Robert Kiyosaki Warns of Imminent Market Crash, Accumulating BTC and ETH as Safe Havens
Finance author Robert Kiyosaki warned of an imminent, historic stock-market crash and said he is accumulating gold, silver, Bitcoin (BTC) and Ethereum (ETH) as safe-haven assets. Posting on X, Kiyosaki cited rising global instability, inflation, AI-driven job losses and shifts in Japan’s carry trade as crash triggers. He reiterated that crashes create buying opportunities and said he is buying more BTC and ETH as prices fall, noting Bitcoin’s 21 million supply cap as a scarcity advantage versus gold and repeating a prior forecast that BTC could reach $1 million by 2030. Kiyosaki also disclosed selling $2.25 million of BTC to fund businesses while planning to use business income to repurchase Bitcoin.
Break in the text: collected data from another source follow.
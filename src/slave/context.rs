use super::{
	Ack,
	ShutdownHandle,
	SlaveHandler,
	SlaveState,
};
use crate::error::ConfigError;
use crate::port::{
	LineConfig,
	Lines,
	Port,
	PullupStatus,
	Timer,
	Wiring,
};

/// 250ns, the standard-mode data setup time
pub const DEFAULT_DATA_SETUP_TICKS: u32 = 25;

#[derive(Clone, Copy, PartialEq, Eq, Debug)]
pub struct SlaveConfig {
	/// 7-bit device address
	pub address: u8,
	pub scl: LineConfig,
	pub sda: LineConfig,
	/// SDA settle time before a stretched SCL is released
	pub data_setup_ticks: u32,
}

impl SlaveConfig {
	pub fn new(address: u8) -> Self {
		SlaveConfig {
			address,
			scl: LineConfig::bit(0),
			sda: LineConfig::bit(1),
			data_setup_ticks: DEFAULT_DATA_SETUP_TICKS,
		}
	}
}

#[derive(Clone, Copy, PartialEq, Eq, Debug)]
enum Phase {
	Idle,
	Receive {
		bits: u8,
		byte: u8,
		address: bool,
	},
	// our ACK/NACK is on SDA during this clock
	AckOut {
		ack: bool,
		then_transmit: bool,
	},
	Transmit {
		bits: u8,
		byte: u8,
	},
	// master drives ACK/NACK for the byte we sent
	MasterAck {
		ack: bool,
	},
}

pub struct SlaveContext<P: Port, T: Timer> {
	lines: Lines<P>,
	timer: T,
	address: u8,
	data_setup: u32,
	phase: Phase,
	// we took part in the transaction since the last STOP; a repeated START
	// to another device does not end it
	addressed: bool,
	// last sampled levels
	scl: bool,
	sda: bool,
	shutdown: ShutdownHandle,
	shut_down: bool,
}

impl<P: Port, T: Timer> SlaveContext<P, T> {
	pub fn new(wiring: Wiring<P>, timer: T, config: SlaveConfig) -> Result<Self, ConfigError> {
		if config.address > 0x7f {
			return Err(ConfigError::InvalidAddress(config.address));
		}
		let mut lines = Lines::new(wiring, config.scl, config.sda)?;
		let (scl, sda) = lines.sample();
		debug!("I2C slave at 0x{:02x}", config.address);

		Ok(SlaveContext {
			lines,
			timer,
			address: config.address,
			data_setup: config.data_setup_ticks,
			phase: Phase::Idle,
			addressed: false,
			scl,
			sda,
			shutdown: ShutdownHandle::default(),
			shut_down: false,
		})
	}

	pub fn shutdown_handle(&self) -> ShutdownHandle {
		self.shutdown.clone()
	}

	/// Run only while no transaction is in progress (e.g. right after
	/// construction).
	pub fn check_pullups(&mut self) -> PullupStatus {
		let status = self.lines.check_pullups(&mut self.timer);
		let (scl, sda) = self.lines.sample();
		self.scl = scl;
		self.sda = sda;
		status
	}

	pub fn state(&self) -> SlaveState {
		if self.shut_down {
			return SlaveState::ShuttingDown;
		}
		match self.phase {
			Phase::Idle => SlaveState::Idle,
			Phase::Receive { address: true, .. } => SlaveState::AddressPhase,
			Phase::Receive { address: false, .. } => SlaveState::WriteDataPhase,
			Phase::AckOut { then_transmit: false, .. } => SlaveState::WriteDataPhase,
			Phase::AckOut { then_transmit: true, .. } => SlaveState::ReadDataPhase,
			Phase::Transmit { .. } | Phase::MasterAck { .. } => SlaveState::ReadDataPhase,
		}
	}

	/// Sample the lines once and react to any edge since the last sample.
	///
	/// Must be called often enough to see every SCL level of the remote
	/// master; a caller that polls too slowly misses clock edges.
	pub fn poll<H: SlaveHandler + ?Sized>(&mut self, handler: &mut H) -> SlaveState {
		if self.shut_down {
			return SlaveState::ShuttingDown;
		}

		let (scl, sda) = self.lines.sample();
		let (prev_scl, prev_sda) = (self.scl, self.sda);
		self.scl = scl;
		self.sda = sda;

		if scl && prev_scl && sda != prev_sda {
			// SDA moving while SCL is high: START or STOP
			if sda {
				self.on_stop(handler);
			} else {
				self.on_start();
			}
		} else if scl && !prev_scl {
			self.on_scl_rise(sda);
		} else if !scl && prev_scl {
			self.on_scl_fall(handler);
		}

		let idle = self.phase == Phase::Idle && !self.addressed;
		if idle && (self.shutdown.is_requested() || handler.shutdown_requested()) {
			debug!("I2C slave 0x{:02x} shutting down", self.address);
			self.lines.release_both();
			self.shut_down = true;
			handler.shutdown();
		}

		self.state()
	}

	/// Serve the bus until a shutdown is requested.
	pub fn run<H: SlaveHandler + ?Sized>(&mut self, handler: &mut H) {
		while self.poll(handler) != SlaveState::ShuttingDown {}
	}

	pub fn shutdown(self) -> (Wiring<P>, T) {
		(self.lines.into_wiring(), self.timer)
	}

	fn on_start(&mut self) {
		trace!("slave 0x{:02x}: START", self.address);
		self.lines.release_sda();
		self.phase = Phase::Receive {
			bits: 0,
			byte: 0,
			address: true,
		};
	}

	fn on_stop<H: SlaveHandler + ?Sized>(&mut self, handler: &mut H) {
		trace!("slave 0x{:02x}: STOP", self.address);
		self.lines.release_sda();
		self.phase = Phase::Idle;
		if self.addressed {
			self.addressed = false;
			handler.stop_bit();
		}
	}

	fn on_scl_rise(&mut self, sda: bool) {
		match &mut self.phase {
			Phase::Receive { bits, byte, .. } if *bits < 8 => {
				*byte = (*byte << 1) | sda as u8;
				*bits += 1;
			},
			Phase::MasterAck { ack } => {
				*ack = !sda;
			},
			_ => (),
		}
	}

	// hold SCL low while the application decides
	fn stretch(&mut self) {
		self.lines.drive_scl_low();
	}

	fn end_stretch(&mut self) {
		let setup = self.data_setup;
		self.timer.delay(setup);
		self.lines.release_scl();
	}

	fn drive_ack(&mut self, ack: Ack, then_transmit: bool) {
		self.lines.set_sda(!ack.is_ack());
		self.end_stretch();
		self.phase = Phase::AckOut {
			ack: ack.is_ack(),
			then_transmit,
		};
	}

	fn transmit_next<H: SlaveHandler + ?Sized>(&mut self, handler: &mut H) {
		self.stretch();
		let byte = handler.master_requires_data();
		trace!("slave 0x{:02x}: sending 0x{:02x}", self.address, byte);
		self.lines.set_sda(0 != byte & 0x80);
		self.end_stretch();
		self.phase = Phase::Transmit {
			bits: 1,
			byte,
		};
	}

	fn on_scl_fall<H: SlaveHandler + ?Sized>(&mut self, handler: &mut H) {
		match self.phase {
			Phase::Idle => (),
			Phase::Receive { bits, .. } if bits < 8 => (),
			Phase::Receive { byte, address: true, .. } => {
				let device_addr = byte >> 1;
				let read = 0 != byte & 1;
				if device_addr != self.address {
					trace!("slave 0x{:02x}: ignoring transaction for 0x{:02x}", self.address, device_addr);
					self.phase = Phase::Idle;
					return;
				}
				self.addressed = true;
				self.stretch();
				let ack = if read {
					handler.ack_read_request()
				} else {
					handler.ack_write_request()
				};
				debug!("slave 0x{:02x}: {} request {:?}", self.address, if read { "read" } else { "write" }, ack);
				self.drive_ack(ack, read);
			},
			Phase::Receive { byte, address: false, .. } => {
				self.stretch();
				let ack = handler.master_sent_data(byte);
				trace!("slave 0x{:02x}: received 0x{:02x}, {:?}", self.address, byte, ack);
				self.drive_ack(ack, false);
			},
			Phase::AckOut { ack: false, .. } => {
				self.lines.release_sda();
				self.phase = Phase::Idle;
			},
			Phase::AckOut { ack: true, then_transmit: true } => {
				self.transmit_next(handler);
			},
			Phase::AckOut { ack: true, then_transmit: false } => {
				self.lines.release_sda();
				self.phase = Phase::Receive {
					bits: 0,
					byte: 0,
					address: false,
				};
			},
			Phase::Transmit { bits, byte } if bits < 8 => {
				self.lines.set_sda(0 != byte & (0x80 >> bits));
				self.phase = Phase::Transmit {
					bits: bits + 1,
					byte,
				};
			},
			Phase::Transmit { .. } => {
				// let the master drive its ACK
				self.lines.release_sda();
				self.phase = Phase::MasterAck { ack: false };
			},
			Phase::MasterAck { ack: true } => {
				self.transmit_next(handler);
			},
			Phase::MasterAck { ack: false } => {
				trace!("slave 0x{:02x}: master NACK, read done", self.address);
				self.lines.release_sda();
				self.phase = Phase::Idle;
			},
		}
	}
}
The coverage cites on-chain data showing a growing share of ETH is staked under proof-of-stake contracts, which may reduce liquid ETH supply and tighten available ETH for trading. At the time of reporting BTC traded near $66,800. For traders: the headlines may prompt increased retail interest and short-term volatility in BTC and ETH, while ETH staking dynamics could gradually reduce circulating ETH supply and influence medium-term liquidity and price action.
Bullish
The net effect of Kiyosaki’s remarks and the reported on-chain ETH staking trend is likely bullish for BTC and ETH over the medium term. Public endorsements from a high-profile investor can increase retail demand and trigger buying interest when prices fall, creating short-term upward pressure after volatility. Kiyosaki’s explicit accumulation plan and narrative that crashes are buying opportunities can amplify retail FOMO and inflows into BTC/ETH. Separately, increasing ETH staking under PoS removes some ETH from liquid supply, tightening available trading supply and supporting price under demand. Short-term impact may be mixed: the warning of a broader market crash could increase risk-off sentiment and cause temporary declines or higher volatility in crypto alongside equities. However, the combination of renewed accumulation interest and reduced liquid ETH supply points to a constructive medium-to-long-term price bias for both BTC and ETH.